Are his problems from being malnourished? He is super thin. Does he have adequate bone density? Are his hips constructed in a way that can be developed, or will he need surgery to ever walk properly? The shelter vet examined him briefly and instructed me to give him a few weeks of gentle exercise and a good diet, supplemented with some glucosamine and fish oil, and we’ll see how he responds to that before we spend too much of the shelter’s medical budget on x-rays.

Overall, his behavior is not terrible, just uneducated, but he is prone to displaying one incredibly annoying tactic: barking in frustration, excitement, or for attention. He barks when you put him in a crate, when you pick up a leash or car keys, when he sees a cat or dog out the window, or when you ask him to sit and you don’t get the treat to him fast enough (in his opinion). And his bark is one of those with the pitch that can make your earwax liquefy. Ouch!

I just can’t imagine having such a cute dog get to his age – we’re guessing he’s about 10 months or just over a year old – with zero training and apparently, next to no medical care (he is neutered). He has a lot of potential, because he’s sweet and funny and playful. I’ve been working with him daily to teach him to tolerate frustration without barking; to sleep nicely in a crate; to sit, down, come, and walk nicely on a leash (and off, where safe). He’s been doing great – and finally putting on a little muscle, too. Whereas his thighs were flat as pancakes when he came home with me, he has little waffle-thighs now, and some muscle on his shoulders. His front feet no longer look like clown shoes; he is completely walking upright on his front paws now.

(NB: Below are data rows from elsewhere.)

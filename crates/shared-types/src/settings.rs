//! UVN-wide and per-profile VPN settings.

use ipnetwork::Ipv4Network;
use serde::{Deserialize, Serialize};
use std::collections::BTreeMap;

use crate::timing::TimingProfile;

/// Shared fields of every VPN profile (root, particles, backbone).
#[derive(Debug, Clone, PartialEq, Serialize, Deserialize)]
pub struct VpnSettings {
    pub port: u16,
    pub peer_port: Option<u16>,
    pub subnet: Ipv4Network,
    pub interface_name_template: String,
    pub allowed_ips: Vec<Ipv4Network>,
    pub peer_mtu: u32,
    pub masquerade: bool,
    pub forward: bool,
    pub tunnel: bool,
}

impl VpnSettings {
    pub fn base_ip(&self) -> std::net::Ipv4Addr {
        self.subnet.network()
    }
}

fn default_root_settings() -> VpnSettings {
    VpnSettings {
        port: 63447,
        peer_port: None,
        subnet: "192.168.254.0/24".parse().unwrap(),
        interface_name_template: "uwg-v{}".to_string(),
        allowed_ips: Vec::new(),
        peer_mtu: 1320,
        masquerade: false,
        forward: false,
        tunnel: true,
    }
}

fn default_particles_settings() -> VpnSettings {
    VpnSettings {
        port: 63448,
        peer_port: None,
        subnet: "192.168.253.0/24".parse().unwrap(),
        interface_name_template: "uwg-p{}".to_string(),
        allowed_ips: Vec::new(),
        peer_mtu: 1320,
        masquerade: true,
        forward: true,
        tunnel: true,
    }
}

fn default_backbone_settings() -> VpnSettings {
    VpnSettings {
        port: 63449,
        peer_port: Some(63449),
        subnet: "10.255.192.0/20".parse().unwrap(),
        interface_name_template: "uwg-b{}".to_string(),
        allowed_ips: Vec::new(),
        peer_mtu: 1320,
        masquerade: false,
        forward: true,
        tunnel: true,
    }
}

/// Backbone-graph shape. `Static` supplies its edge list verbatim via
/// `strategy_args`; the rest compute the graph from cell count and degree.
#[derive(Debug, Clone, Copy, PartialEq, Eq, Serialize, Deserialize)]
#[serde(rename_all = "kebab-case")]
pub enum DeploymentStrategyKind {
    Crossed,
    Circular,
    Random,
    Static,
    FullMesh,
}

/// Free-form strategy parameters: a PRNG seed for `random`, an explicit
/// `{cell_id: [cell_id, ...]}` edge list for `static`, or a target degree.
pub type StrategyArgs = BTreeMap<String, serde_json::Value>;

#[derive(Debug, Clone, PartialEq, Serialize, Deserialize)]
pub struct BackboneVpnSettings {
    #[serde(flatten)]
    pub vpn: VpnSettings,
    pub deployment_strategy: DeploymentStrategyKind,
    pub deployment_strategy_args: StrategyArgs,
}

#[derive(Debug, Clone, PartialEq, Serialize, Deserialize)]
pub struct UvnSettings {
    pub root_vpn: VpnSettings,
    pub particles_vpn: VpnSettings,
    pub backbone_vpn: BackboneVpnSettings,
    pub timing_profile: TimingProfile,
    pub enable_root_vpn: bool,
    pub enable_particles_vpn: bool,
    pub dds_domain: u16,
    pub enable_dds_security: bool,
}

impl Default for UvnSettings {
    fn default() -> Self {
        Self {
            root_vpn: default_root_settings(),
            particles_vpn: default_particles_settings(),
            backbone_vpn: BackboneVpnSettings {
                vpn: default_backbone_settings(),
                deployment_strategy: DeploymentStrategyKind::Crossed,
                deployment_strategy_args: StrategyArgs::new(),
            },
            timing_profile: TimingProfile::Default,
            enable_root_vpn: true,
            enable_particles_vpn: true,
            dds_domain: 63,
            enable_dds_security: false,
        }
    }
}

#[cfg(test)]
mod tests {
    use super::*;

    #[test]
    fn defaults_give_non_overlapping_profile_subnets() {
        let s = UvnSettings::default();
        assert_ne!(s.root_vpn.subnet, s.particles_vpn.subnet);
        assert_ne!(s.root_vpn.subnet, s.backbone_vpn.vpn.subnet);
    }
}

His back legs are another story; he is extremely cow-hocked, and still prone to walking a bit on the back of his paws and wrists. I suspect that his hips really don’t work right. He doesn’t seem to be in any pain, but without some sort of major intervention, I don’t see how he can age without developing osteoarthritis or blowing out his knees. He’s getting radiographs and a more complete veterinary exam next week and I’ll know more soon.

I’ve been mildly optimistic about his prospects, as complicated as they are by his wonky legs, but was plunged into depression by my most recent canine visitor. This is a dog who was found as a stray by a friend. She tried without luck to find his owners, had him neutered, and then tried to find him a home. She said he barked a lot and fought with her dogs, and finally a friend of hers took him, but recently the friend returned him, saying he didn’t get along with her dogs, either, and also, he barked way too much. I agreed to have him come visit my house and share my opinion of his behavior.

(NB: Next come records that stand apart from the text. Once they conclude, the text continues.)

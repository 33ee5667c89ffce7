//! WireGuard tunnel interface lifecycle (§4.5), grounded on the reference
//! `WireGuardInterface.create/bring_up/tear_down/delete` sequence: `ip
//! link` manages the interface, `wg setconf` programs keys and peers from
//! a config file written with owner-only permissions.

use std::collections::BTreeSet;
use std::io::Write;

use ipnetwork::Ipv4Network;
use shared_types::exec::{stderr_string, succeeded, CommandRunner};

use crate::errors::TunnelError;
use crate::stats::{self, PeerStat};
use uvn_04_vpnconfig::TunnelConfig;

/// A started tunnel interface. Dropping this does not tear the interface
/// down — callers must call [`TunnelDriver::stop`] explicitly, matching
/// §4.5's "callers must invoke `stop` to revert partial state".
#[derive(Debug, Clone)]
pub struct TunnelHandle {
    pub interface_name: String,
}

pub struct TunnelDriver<R: CommandRunner> {
    runner: R,
}

impl<R: CommandRunner> TunnelDriver<R> {
    pub fn new(runner: R) -> Self {
        Self { runner }
    }

    fn ip(&self, args: &[&str]) -> Result<String, String> {
        match self.runner.run("ip", args) {
            Ok(out) if succeeded(&out) => Ok(shared_types::exec::stdout_string(&out)),
            Ok(out) => Err(stderr_string(&out)),
            Err(e) => Err(e.to_string()),
        }
    }

    fn wg(&self, args: &[&str]) -> Result<String, String> {
        match self.runner.run("wg", args) {
            Ok(out) if succeeded(&out) => Ok(shared_types::exec::stdout_string(&out)),
            Ok(out) => Err(stderr_string(&out)),
            Err(e) => Err(e.to_string()),
        }
    }

    fn interface_exists(&self, name: &str) -> bool {
        matches!(self.runner.run("ip", &["link", "show", name]), Ok(out) if succeeded(&out))
    }

    /// If `name` already exists, delete it; create a fresh interface, set
    /// its MTU, flush any stale addresses, assign the configured address,
    /// program peers via `wg setconf`, and bring it up. Any failure is
    /// propagated and the caller must call `stop` to revert partial state.
    #[tracing::instrument(skip_all, fields(interface = %config.interface_name))]
    pub fn start(&self, config: &TunnelConfig) -> Result<TunnelHandle, TunnelError> {
        let name = &config.interface_name;

        if self.interface_exists(name) {
            self.ip(&["link", "delete", "dev", name])
                .map_err(|e| TunnelError::DeleteFailed(name.clone(), e))?;
        }

        self.ip(&["link", "add", "dev", name, "type", "wireguard"])
            .map_err(|e| TunnelError::CreateFailed(name.clone(), e))?;

        self.ip(&["link", "set", "dev", name, "mtu", &config.mtu.to_string()])
            .map_err(|e| TunnelError::SetMtuFailed(name.clone(), e))?;

        self.ip(&["address", "flush", "dev", name])
            .map_err(|e| TunnelError::FlushAddressFailed(name.clone(), e))?;

        self.ip(&["address", "add", &config.address.to_string(), "dev", name])
            .map_err(|e| TunnelError::SetAddressFailed(name.clone(), e))?;

        self.apply_wg_config(config).map_err(|e| TunnelError::WgSetFailed(name.clone(), e))?;

        self.ip(&["link", "set", "up", "dev", name])
            .map_err(|e| TunnelError::BringUpFailed(name.clone(), e))?;

        tracing::info!("tunnel interface started");
        Ok(TunnelHandle {
            interface_name: name.clone(),
        })
    }

    fn apply_wg_config(&self, config: &TunnelConfig) -> Result<(), String> {
        let mut tmp = tempfile::Builder::new()
            .prefix(&format!("{}-", config.interface_name))
            .suffix("-wgconf")
            .tempfile()
            .map_err(|e| e.to_string())?;
        #[cfg(unix)]
        {
            use std::os::unix::fs::PermissionsExt;
            let mut perms = tmp.as_file().metadata().map_err(|e| e.to_string())?.permissions();
            perms.set_mode(0o600);
            tmp.as_file().set_permissions(perms).map_err(|e| e.to_string())?;
        }
        write!(tmp, "{}", render_wg_config(config)).map_err(|e| e.to_string())?;
        let path = tmp.path().to_string_lossy().into_owned();
        self.wg(&["setconf", &config.interface_name, &path]).map(|_| ())
    }

    /// Reverses `start`: tears the interface down regardless of whether
    /// every step of `start` actually completed, logging but not aborting
    /// on individual failures (it may run during cleanup of a partially
    /// initialized state).
    #[tracing::instrument(skip(self))]
    pub fn stop(&self, handle: &TunnelHandle) {
        if let Err(e) = self.ip(&["link", "delete", "dev", &handle.interface_name]) {
            tracing::warn!(interface = %handle.interface_name, error = %e, "failed to delete tunnel interface");
        }
    }

    /// Diffs the currently programmed allowed-IPs for `peer_public_key`
    /// against `desired` and applies only the delta — the fast path for
    /// announcing newly routed LANs at runtime without a full reconfigure.
    #[tracing::instrument(skip(self, desired), fields(interface, peer_public_key))]
    pub fn set_allowed_ips(
        &self,
        interface: &str,
        peer_public_key: &str,
        desired: &[Ipv4Network],
    ) -> Result<(), TunnelError> {
        let current = self.stat(interface)?;
        let current_ips: BTreeSet<Ipv4Network> = current
            .iter()
            .find(|p| p.public_key == peer_public_key)
            .map(|p| p.allowed_ips.iter().copied().collect())
            .unwrap_or_default();
        let desired_ips: BTreeSet<Ipv4Network> = desired.iter().copied().collect();

        if current_ips == desired_ips {
            return Ok(());
        }

        let joined = desired.iter().map(Ipv4Network::to_string).collect::<Vec<_>>().join(",");
        self.wg(&["set", interface, "peer", peer_public_key, "allowed-ips", &joined])
            .map_err(|e| TunnelError::WgSetFailed(interface.to_string(), e))?;
        tracing::info!(added = desired_ips.difference(&current_ips).count(), removed = current_ips.difference(&desired_ips).count(), "allowed-ips updated");
        Ok(())
    }

    /// Per-peer `{last_handshake, rx, tx, endpoint, allowed_ips}` with the
    /// §4.5 liveness flag (`now - last_handshake < 150s`).
    pub fn stat(&self, interface: &str) -> Result<Vec<PeerStat>, TunnelError> {
        let dump = self
            .wg(&["show", interface, "dump"])
            .map_err(|e| TunnelError::StatFailed(interface.to_string(), e))?;
        stats::parse_dump(interface, &dump)
    }
}

fn render_wg_config(config: &TunnelConfig) -> String {
    let mut out = String::new();
    out.push_str("[Interface]\n");
    out.push_str(&format!("PrivateKey = {}\n", config.private_key));
    if let Some(port) = config.listen_port {
        out.push_str(&format!("ListenPort = {port}\n"));
    }
    for peer in &config.peers {
        out.push_str("\n[Peer]\n");
        out.push_str(&format!("PublicKey = {}\n", peer.public_key));
        out.push_str(&format!("PresharedKey = {}\n", peer.preshared_key));
        if let Some(endpoint) = peer.endpoint {
            out.push_str(&format!("Endpoint = {endpoint}\n"));
        }
        let allowed = peer.allowed_ips.iter().map(Ipv4Network::to_string).collect::<Vec<_>>().join(", ");
        out.push_str(&format!("AllowedIPs = {allowed}\n"));
        if let Some(keepalive) = peer.persistent_keepalive {
            out.push_str(&format!("PersistentKeepalive = {keepalive}\n"));
        }
    }
    out
}

#[cfg(test)]
mod tests {
    use super::*;
    use shared_types::exec::fake::{FakeCommandRunner, ScriptedOutput};
    use std::net::Ipv4Addr;
    use uvn_04_vpnconfig::PeerEntry;

    fn config() -> TunnelConfig {
        TunnelConfig {
            interface_name: "uwg-b0".to_string(),
            private_key: "privkey".to_string(),
            address: Ipv4Network::new(Ipv4Addr::new(10, 255, 192, 0), 31).unwrap(),
            listen_port: Some(63449),
            mtu: 1320,
            peers: vec![PeerEntry {
                public_key: "peerkey".to_string(),
                preshared_key: "psk".to_string(),
                endpoint: None,
                allowed_ips: vec!["192.168.1.0/24".parse().unwrap()],
                persistent_keepalive: Some(25),
            }],
        }
    }

    #[test]
    fn start_deletes_existing_interface_before_recreating() {
        let runner = FakeCommandRunner::new();
        runner.push(ScriptedOutput::ok("")); // ip link show -> exists
        let driver = TunnelDriver::new(runner);
        let handle = driver.start(&config()).unwrap();
        assert_eq!(handle.interface_name, "uwg-b0");
        let calls = driver_calls(&driver);
        assert!(calls.iter().any(|(p, a)| p == "ip" && a.first().map(String::as_str) == Some("link") && a.get(1).map(String::as_str) == Some("delete")));
    }

    fn driver_calls(driver: &TunnelDriver<FakeCommandRunner>) -> Vec<(String, Vec<String>)> {
        driver.runner.calls()
    }

    #[test]
    fn start_fails_fast_on_create_failure() {
        let runner = FakeCommandRunner::new();
        runner.push(ScriptedOutput::err("no such device")); // link show -> not found
        runner.push(ScriptedOutput::err("permission denied")); // link add -> fails
        let driver = TunnelDriver::new(runner);
        let err = driver.start(&config()).unwrap_err();
        assert!(matches!(err, TunnelError::CreateFailed(_, _)));
    }

    #[test]
    fn set_allowed_ips_is_a_noop_when_unchanged() {
        let runner = FakeCommandRunner::new();
        let now = chrono::Utc::now().timestamp();
        let dump = format!("priv\tpub\t0\toff\npeerkey\tpsk\t(none)\t192.168.1.0/24\t{now}\t0\t0\t0\n");
        runner.push(ScriptedOutput::ok(dump));
        let driver = TunnelDriver::new(runner);
        driver
            .set_allowed_ips("uwg-b0", "peerkey", &["192.168.1.0/24".parse().unwrap()])
            .unwrap();
        assert!(!driver.runner.calls().iter().any(|(_, a)| a.first().map(String::as_str) == Some("set")));
    }

    #[test]
    fn set_allowed_ips_applies_delta_when_changed() {
        let runner = FakeCommandRunner::new();
        let dump = "priv\tpub\t0\toff\npeerkey\tpsk\t(none)\t192.168.1.0/24\t0\t0\t0\t0\n";
        runner.push(ScriptedOutput::ok(dump));
        runner.push(ScriptedOutput::ok(""));
        let driver = TunnelDriver::new(runner);
        driver
            .set_allowed_ips("uwg-b0", "peerkey", &["192.168.2.0/24".parse().unwrap()])
            .unwrap();
        let calls = driver.runner.calls();
        assert!(calls.iter().any(|(p, a)| p == "wg" && a.first().map(String::as_str) == Some("set")));
    }
}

I expected, from the description, a dog-aggressive dog. What I have observed is a highly anxious dog – perhaps in pain from terrible-looking knees – who really just wants other dogs to leave him alone and to be with a person. He snarled at Muppet, who, lacking polite canine social skills, approached him too strong and too quickly, but when Muppet left him alone, he calmly went about his business. He frisked about a bit when Woody tried his best to get him to play, but other than that, he’s been all too happy to leave the other dogs alone if they leave him alone. With people, he’s wary at first, but affectionate once he sees that a person will be nice to him.

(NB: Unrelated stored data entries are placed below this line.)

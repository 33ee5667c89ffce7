//! # Event Subscriber
//!
//! Defines the subscription side of the event bus.

use crate::events::{EventFilter, UvnEvent};
use async_trait::async_trait;
use std::collections::HashMap;
use std::pin::Pin;
use std::sync::{Arc, RwLock};
use std::task::{Context, Poll};
use thiserror::Error;
use tokio::sync::broadcast;
use tokio_stream::Stream;
use tracing::debug;

/// Errors from subscription operations.
#[derive(Debug, Error, Clone, PartialEq, Eq)]
pub enum SubscriptionError {
    /// The event bus was closed.
    #[error("Event bus closed")]
    Closed,
}

/// Trait for subscribing to events from the bus.
#[async_trait]
pub trait EventSubscriber: Send + Sync {
    /// Subscribe to events matching a filter.
    fn subscribe(&self, filter: EventFilter) -> Subscription;
}

/// A subscription handle for receiving events.
///
/// When dropped, the subscription is automatically cleaned up.
pub struct Subscription {
    receiver: broadcast::Receiver<UvnEvent>,
    filter: EventFilter,
    subscriptions: Arc<RwLock<HashMap<String, usize>>>,
    topic_key: String,
}

impl Subscription {
    pub(crate) fn new(
        receiver: broadcast::Receiver<UvnEvent>,
        filter: EventFilter,
        subscriptions: Arc<RwLock<HashMap<String, usize>>>,
        topic_key: String,
    ) -> Self {
        Self {
            receiver,
            filter,
            subscriptions,
            topic_key,
        }
    }

    /// Receive the next event that matches the filter.
    ///
    /// Returns `None` once the bus (all publisher-side senders) is dropped.
    pub async fn recv(&mut self) -> Option<UvnEvent> {
        loop {
            let event = match self.receiver.recv().await {
                Ok(e) => e,
                Err(broadcast::error::RecvError::Closed) => return None,
                Err(broadcast::error::RecvError::Lagged(count)) => {
                    debug!(lagged = count, "Subscriber lagged, some events dropped");
                    continue;
                }
            };

            if self.filter.matches(&event) {
                return Some(event);
            }
        }
    }

    /// Try to receive the next event without blocking.
    pub fn try_recv(&mut self) -> Result<Option<UvnEvent>, SubscriptionError> {
        loop {
            let event = match self.receiver.try_recv() {
                Ok(e) => e,
                Err(broadcast::error::TryRecvError::Empty) => return Ok(None),
                Err(broadcast::error::TryRecvError::Closed) => {
                    return Err(SubscriptionError::Closed)
                }
                Err(broadcast::error::TryRecvError::Lagged(_)) => continue,
            };

            if self.filter.matches(&event) {
                return Ok(Some(event));
            }
        }
    }

    /// Get the filter for this subscription.
    #[must_use]
    pub fn filter(&self) -> &EventFilter {
        &self.filter
    }
}

impl Drop for Subscription {
    fn drop(&mut self) {
        let Ok(mut subs) = self.subscriptions.write() else {
            return;
        };
        let Some(count) = subs.get_mut(&self.topic_key) else {
            debug!(topic = %self.topic_key, "Subscription dropped");
            return;
        };

        *count = count.saturating_sub(1);
        if *count == 0 {
            subs.remove(&self.topic_key);
        }
        debug!(topic = %self.topic_key, "Subscription dropped");
    }
}

/// A stream wrapper for subscriptions.
pub struct EventStream {
    subscription: Subscription,
}

impl EventStream {
    #[must_use]
    pub fn new(subscription: Subscription) -> Self {
        Self { subscription }
    }

    #[must_use]
    pub fn filter(&self) -> &EventFilter {
        self.subscription.filter()
    }
}

impl Stream for EventStream {
    type Item = UvnEvent;

    fn poll_next(mut self: Pin<&mut Self>, cx: &mut Context<'_>) -> Poll<Option<Self::Item>> {
        match self.subscription.try_recv() {
            Ok(Some(event)) => Poll::Ready(Some(event)),
            Ok(None) => {
                cx.waker().wake_by_ref();
                Poll::Pending
            }
            Err(SubscriptionError::Closed) => Poll::Ready(None),
        }
    }
}

#[cfg(test)]
mod tests {
    use super::*;
    use crate::events::EventTopic;
    use crate::publisher::InMemoryEventBus;
    use crate::EventPublisher;
    use std::time::Duration;
    use tokio::time::timeout;

    #[tokio::test]
    async fn subscription_recv_gets_published_event() {
        let bus = InMemoryEventBus::new();
        let mut sub = bus.subscribe(EventFilter::all());

        bus.publish(UvnEvent::AllCellsConnected).await;

        let received = timeout(Duration::from_millis(100), sub.recv())
            .await
            .expect("timeout")
            .expect("event");

        assert!(matches!(received, UvnEvent::AllCellsConnected));
    }

    #[tokio::test]
    async fn subscription_filter_drops_other_topics() {
        let bus = InMemoryEventBus::new();
        let mut sub = bus.subscribe(EventFilter::topics(vec![EventTopic::ControlPlane]));

        bus.publish(UvnEvent::AllCellsConnected).await;
        bus.publish(UvnEvent::Trigger("timer".into())).await;

        let received = timeout(Duration::from_millis(100), sub.recv())
            .await
            .expect("timeout")
            .expect("event");

        assert!(matches!(received, UvnEvent::Trigger(_)));
    }

    #[tokio::test]
    async fn subscription_drop_cleans_up_count() {
        let bus = InMemoryEventBus::new();

        {
            let _sub1 = bus.subscribe(EventFilter::all());
            let _sub2 = bus.subscribe(EventFilter::all());
            assert_eq!(bus.subscriber_count(), 2);
        }

        assert_eq!(bus.subscriber_count(), 0);
    }

    #[tokio::test]
    async fn try_recv_empty_returns_none() {
        let bus = InMemoryEventBus::new();
        let mut sub = bus.subscribe(EventFilter::all());

        let result = sub.try_recv();
        assert!(matches!(result, Ok(None)));
    }

    #[tokio::test]
    async fn try_recv_returns_published_event() {
        let bus = InMemoryEventBus::new();
        let mut sub = bus.subscribe(EventFilter::all());

        bus.publish(UvnEvent::AllCellsConnected).await;

        let result = sub.try_recv();
        assert!(matches!(result, Ok(Some(UvnEvent::AllCellsConnected))));
    }

    #[test]
    fn event_stream_exposes_its_filter() {
        let bus = InMemoryEventBus::new();
        let filter = EventFilter::topics(vec![EventTopic::ControlPlane]);
        let stream = bus.event_stream(filter);

        assert_eq!(stream.filter().topics.len(), 1);
        assert_eq!(stream.filter().topics[0], EventTopic::ControlPlane);
    }
}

Here’s what really got me upset: he was handed over to me along with his prescription for Prozac – suggested by a trainer who worked with him a year or more ago and prescribed by a local vet – and an “anti-bark” shock collar! He wasn’t currently wearing it, but “Here it is in case you want to use it, my friend has been using it for a few months…”

I. Just. Can’t.

Even when people are trying to be kind, we’re awful to dogs.

I’d really like to find both of these dogs better homes, but despite the fact that both of them have affection and companionship to offer, they have special needs that will make placing them complicated. Both need direction and management in order to be behaviorally pleasant family members. Both need medical interventions and management to live a pain-free life. Who will take them on?

So, if you happened to call me recently and I sounded cross – that’s what’s wrong. “Floppy” and this more recent orphan dog have made me sad. And mad. And there’s no easy way out of this.